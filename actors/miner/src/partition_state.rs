// Copyright 2019-2022 ChainSafe Systems
// SPDX-License-Identifier: Apache-2.0, MIT

use std::ops;

use cid::Cid;
use fil_miner_runtime::{actor_error, ActorContext, ActorError, Array};
use fvm_ipld_bitfield::BitField;
use fvm_ipld_blockstore::Blockstore;
use fvm_ipld_encoding::tuple::*;
use fvm_shared::bigint::bigint_ser;
use fvm_shared::clock::ChainEpoch;
use fvm_shared::econ::TokenAmount;
use fvm_shared::sector::{SectorSize, StoragePower};
use num_traits::Zero;

use super::{qa_power_for_sector, BitFieldQueue, QuantSpec, SectorOnChainInfo, Sectors};

pub const PARTITION_EXPIRATION_AMT_BITWIDTH: u32 = 4;

/// A group of sectors proven together by one window PoSt.
///
/// Each sector is in `sectors` for the life of the partition. `faults`, `recoveries`,
/// `unproven` and `terminated` are subsets of it, with `recoveries` inside `faults` and
/// neither of those touching `terminated`.
#[derive(Serialize_tuple, Deserialize_tuple, Clone, Debug, PartialEq)]
pub struct Partition {
    pub sectors: BitField,
    /// Added but not yet covered by a window PoSt. Cleared by the next proof of the
    /// partition, or turned into faults if the deadline closes without one.
    pub unproven: BitField,
    pub faults: BitField,
    /// Faults the owner expects to prove at the next window PoSt.
    pub recoveries: BitField,
    pub terminated: BitField,
    /// Queue of sector numbers by committed expiration, quantized to the deadline.
    pub expirations_epochs: Cid,
    /// Queue of faulty sector numbers by the epoch their fault runs out.
    pub fault_expirations: Cid,

    /// Power of every sector not yet terminated.
    pub live_power: PowerPair,
    pub unproven_power: PowerPair,
    /// Never more than `live_power`.
    pub faulty_power: PowerPair,
    /// Never more than `faulty_power`.
    pub recovering_power: PowerPair,
}

/// Sectors leaving a partition when their expiration, or their fault expiration, comes due.
#[derive(Debug, Clone, Default, PartialEq)]
pub struct ExpirationSet {
    /// Reached their committed expiration.
    pub on_time_sectors: BitField,
    /// Faulty for longer than allowed.
    pub early_sectors: BitField,
    pub on_time_pledge: TokenAmount,
    pub early_pledge: TokenAmount,
    /// Power that was counting towards the miner's claim.
    pub active_power: PowerPair,
    pub faulty_power: PowerPair,
    /// Infos of the early sectors, for computing termination fees
    pub early_sector_infos: Vec<SectorOnChainInfo>,
}

impl ExpirationSet {
    pub fn empty() -> Self {
        Default::default()
    }

    pub fn add(&mut self, other: ExpirationSet) {
        self.on_time_sectors |= &other.on_time_sectors;
        self.early_sectors |= &other.early_sectors;
        self.on_time_pledge += &other.on_time_pledge;
        self.early_pledge += &other.early_pledge;
        self.active_power += &other.active_power;
        self.faulty_power += &other.faulty_power;
        self.early_sector_infos.extend(other.early_sector_infos);
    }

    pub fn len(&self) -> u64 {
        self.on_time_sectors.len() + self.early_sectors.len()
    }

    pub fn is_empty(&self) -> bool {
        self.on_time_sectors.is_empty() && self.early_sectors.is_empty()
    }

    /// Total power leaving, regardless of whether it was active.
    pub fn total_power(&self) -> PowerPair {
        &self.active_power + &self.faulty_power
    }
}

/// Loads the queue at `root`, applies `f` and stores the new root.
fn update_queue<'db, BS: Blockstore>(
    store: &'db BS,
    root: &mut Cid,
    quant: QuantSpec,
    name: &'static str,
    f: impl FnOnce(&mut BitFieldQueue<'db, BS>) -> Result<(), ActorError>,
) -> Result<(), ActorError> {
    let mut queue =
        BitFieldQueue::new(store, root, quant).with_context(|| format!("failed to load {}", name))?;
    f(&mut queue).with_context(|| format!("failed to update {}", name))?;
    *root = queue.flush().with_context(|| format!("failed to save {}", name))?;
    Ok(())
}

################

AIM OF THE TASK →
Your answer must be every line from the listing above that holds the string "root".

ANSWER SPACE →
/// Loads the queue at `root`, applies `f` and stores the new root.
    root: &mut Cid,
        BitFieldQueue::new(store, root, quant).with_context(|| format!("failed to load {}", name))?;
    *root = queue.flush().with_context(|| format!("failed to save {}", name))?;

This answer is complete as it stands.